From Big ‘Un: “Re: HIStalk links. I notice some refer to a click counter rather than a direct link. What does that do?” It’s interesting to me how many times readers click on links to new sponsor web pages or webinar sign-up pages, which tells me what kind of information readers want (and how well or how poorly I present it). That’s all I use it for. A recent webinar announcement got more than 1,300 clicks to the sign-up page, for instance, and the ratio of how many of those actually registered to attend tells me whether the abstract and learning objectives were on point. Mentioning a new sponsor usually gets 200-400 readers to click over to the company’s webpage to learn more, which tells me the kinds of technologies that pique the curiosity of readers. Beyond my self-improvement efforts, the invisible click counter, which is run from a free PHP script I found on the Internet, does absolutely nothing.

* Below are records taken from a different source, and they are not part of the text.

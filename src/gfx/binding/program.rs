//! wgpu implementation of the binding surface
//!
//! [`GpuProgram`] keeps a CPU copy of the material uniform block and the
//! texture currently attached to each slot. Each draw snapshots both into
//! its own uniform buffer and bind group, so later writes never disturb a
//! draw already recorded, while values not rewritten carry over to the next.

use cgmath::Vector3;

use crate::error::BindingError;
use crate::gfx::resources::slots::TextureSlot;
use crate::gfx::resources::texture_resource::TextureResource;
use crate::gfx::scene::{Object, SceneId};
use crate::wgpu_utils::{
    binding_builder::{BindGroupBuilder, BindGroupLayoutBuilder, BindGroupLayoutWithDesc},
    binding_types,
    uniform_buffer::UniformBuffer,
};

use super::uniform_block::{ShadingUniforms, UniformBlock};
use super::{DrawTarget, UniformTarget};

type MaterialUBO = UniformBuffer<ShadingUniforms>;

/// Binding types of the material group, in binding order: the uniform
/// block, one texture per [`TextureSlot`] and the shared sampler.
pub fn material_binding_types() -> Vec<wgpu::BindingType> {
    let mut types = vec![binding_types::uniform()];
    types.extend(TextureSlot::ALL.iter().map(|slot| {
        if slot.is_lookup_table() {
            binding_types::texture_2d_unfilterable()
        } else {
            binding_types::texture_2d()
        }
    }));
    types.push(binding_types::sampler(wgpu::SamplerBindingType::Filtering));
    types
}

/// A draw recorded by [`GpuProgram`], waiting for the render pass.
pub struct PendingDraw {
    pub scene: SceneId,
    pub object_index: usize,
    pub bind_group: wgpu::BindGroup,
}

pub struct GpuProgram {
    device: wgpu::Device,
    queue: wgpu::Queue,
    layout: BindGroupLayoutWithDesc,
    sampler: wgpu::Sampler,
    block: UniformBlock,
    slots: [Option<TextureResource>; TextureSlot::COUNT],
    fallback_lookup: TextureResource,
    fallback_material: TextureResource,
    buffers: Vec<MaterialUBO>,
    pending: Vec<PendingDraw>,
}

impl GpuProgram {
    pub fn new(device: &wgpu::Device, queue: &wgpu::Queue) -> Self {
        let layout = material_binding_types()
            .into_iter()
            .fold(BindGroupLayoutBuilder::new(), |builder, ty| {
                builder.next_binding_fragment(ty)
            })
            .create(device, "Material Bind Group Layout");

        let sampler = device.create_sampler(&wgpu::SamplerDescriptor {
            label: Some("Material Sampler"),
            address_mode_u: wgpu::AddressMode::Repeat,
            address_mode_v: wgpu::AddressMode::Repeat,
            address_mode_w: wgpu::AddressMode::Repeat,
            mag_filter: wgpu::FilterMode::Linear,
            min_filter: wgpu::FilterMode::Linear,
            mipmap_filter: wgpu::FilterMode::Nearest,
            ..Default::default()
        });

        let fallback_lookup =
            TextureResource::create_float_rgba(device, queue, &[0.0, 0.0, 0.0, 1.0], 1, "Empty Lookup");
        let fallback_material =
            TextureResource::create_solid(device, queue, [255, 255, 255, 255], "Empty Material Map");

        Self {
            device: device.clone(),
            queue: queue.clone(),
            layout,
            sampler,
            block: UniformBlock::new(),
            slots: Default::default(),
            fallback_lookup,
            fallback_material,
            buffers: Vec::new(),
            pending: Vec::new(),
        }
    }

    pub fn bind_group_layout(&self) -> &wgpu::BindGroupLayout {
        &self.layout.layout
    }

    pub fn block(&self) -> &UniformBlock {
        &self.block
    }

    /// Drops the draws of the previous frame. Uniform values and slot
    /// attachments are kept.
    pub fn begin_frame(&mut self) {
        self.pending.clear();
    }

    pub fn pending_draws(&self) -> &[PendingDraw] {
        &self.pending
    }

    /// Destroys the per-draw uniform buffers and fallback textures.
    pub fn release(&mut self) {
        self.pending.clear();
        for buffer in self.buffers.drain(..) {
            buffer.buffer().destroy();
        }
        self.slots = Default::default();
        self.fallback_lookup.texture.destroy();
        self.fallback_material.texture.destroy();
    }

    fn view_for(&self, slot: TextureSlot) -> &wgpu::TextureView {
        match &self.slots[slot.index() as usize] {
            Some(texture) => &texture.view,
            None if slot.is_lookup_table() => &self.fallback_lookup.view,
            None => &self.fallback_material.view,
        }
    }
}

impl UniformTarget for GpuProgram {
    type Texture = TextureResource;

    fn set_float(&mut self, name: &str, value: f32) -> Result<(), BindingError> {
        self.block.set_float(name, value)
    }

    fn set_int(&mut self, name: &str, value: i32) -> Result<(), BindingError> {
        self.block.set_int(name, value)
    }

    fn set_bool(&mut self, name: &str, value: bool) -> Result<(), BindingError> {
        self.block.set_bool(name, value)
    }

    fn set_vec3(&mut self, name: &str, value: Vector3<f32>) -> Result<(), BindingError> {
        self.block.set_vec3(name, value)
    }

    fn bind_texture(
        &mut self,
        name: &str,
        slot: u32,
        texture: &TextureResource,
    ) -> Result<(), BindingError> {
        let slot = TextureSlot::resolve(name, slot)?;
        self.slots[slot.index() as usize] = Some(texture.clone());
        Ok(())
    }

    fn unbind_texture(&mut self, slot: u32) -> Result<(), BindingError> {
        let slot = TextureSlot::from_index(slot).ok_or(BindingError::SlotOutOfRange(slot))?;
        self.slots[slot.index() as usize] = None;
        Ok(())
    }
}

impl DrawTarget for GpuProgram {
    fn draw(&mut self, scene: SceneId, object_index: usize, object: &Object) {
        let index = self.pending.len();
        if index == self.buffers.len() {
            self.buffers.push(MaterialUBO::new(&self.device));
        }
        self.buffers[index].update_content(&self.queue, *self.block.contents());

        let builder = TextureSlot::ALL.iter().fold(
            BindGroupBuilder::new(&self.layout).resource(self.buffers[index].binding_resource()),
            |builder, &slot| builder.texture(self.view_for(slot)),
        );
        let bind_group = builder
            .sampler(&self.sampler)
            .create(&self.device, &format!("{} Material Bind Group", object.name()));

        self.pending.push(PendingDraw {
            scene,
            object_index,
            bind_group,
        });
    }
}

From Jock O’ Lantern: “Re: fitness trackers. Do you think their lack of success in improving health will hurt sales?” No, since companies will continue to market them smartly (which is to say slightly deceptively). Fitness trackers and apps make few people healthier, but they play to the vanity of buyers who fancy themselves as possessing the willpower to change their lives and their mental outlook once they just buy more jock gear so they can look like the sweaty-yet-sexy models in the fitness tracker ads. Accurate ads would show several of the devices stashed in the underwear drawer along with unworn yet stylish exercise clothes while the owner — who moans about having too little time for exercise — spends the entire evening eating Cheetos, watching TV, and interacting with pretend Facebook friends. We’re going to muster one mushy militia if it ever comes to that.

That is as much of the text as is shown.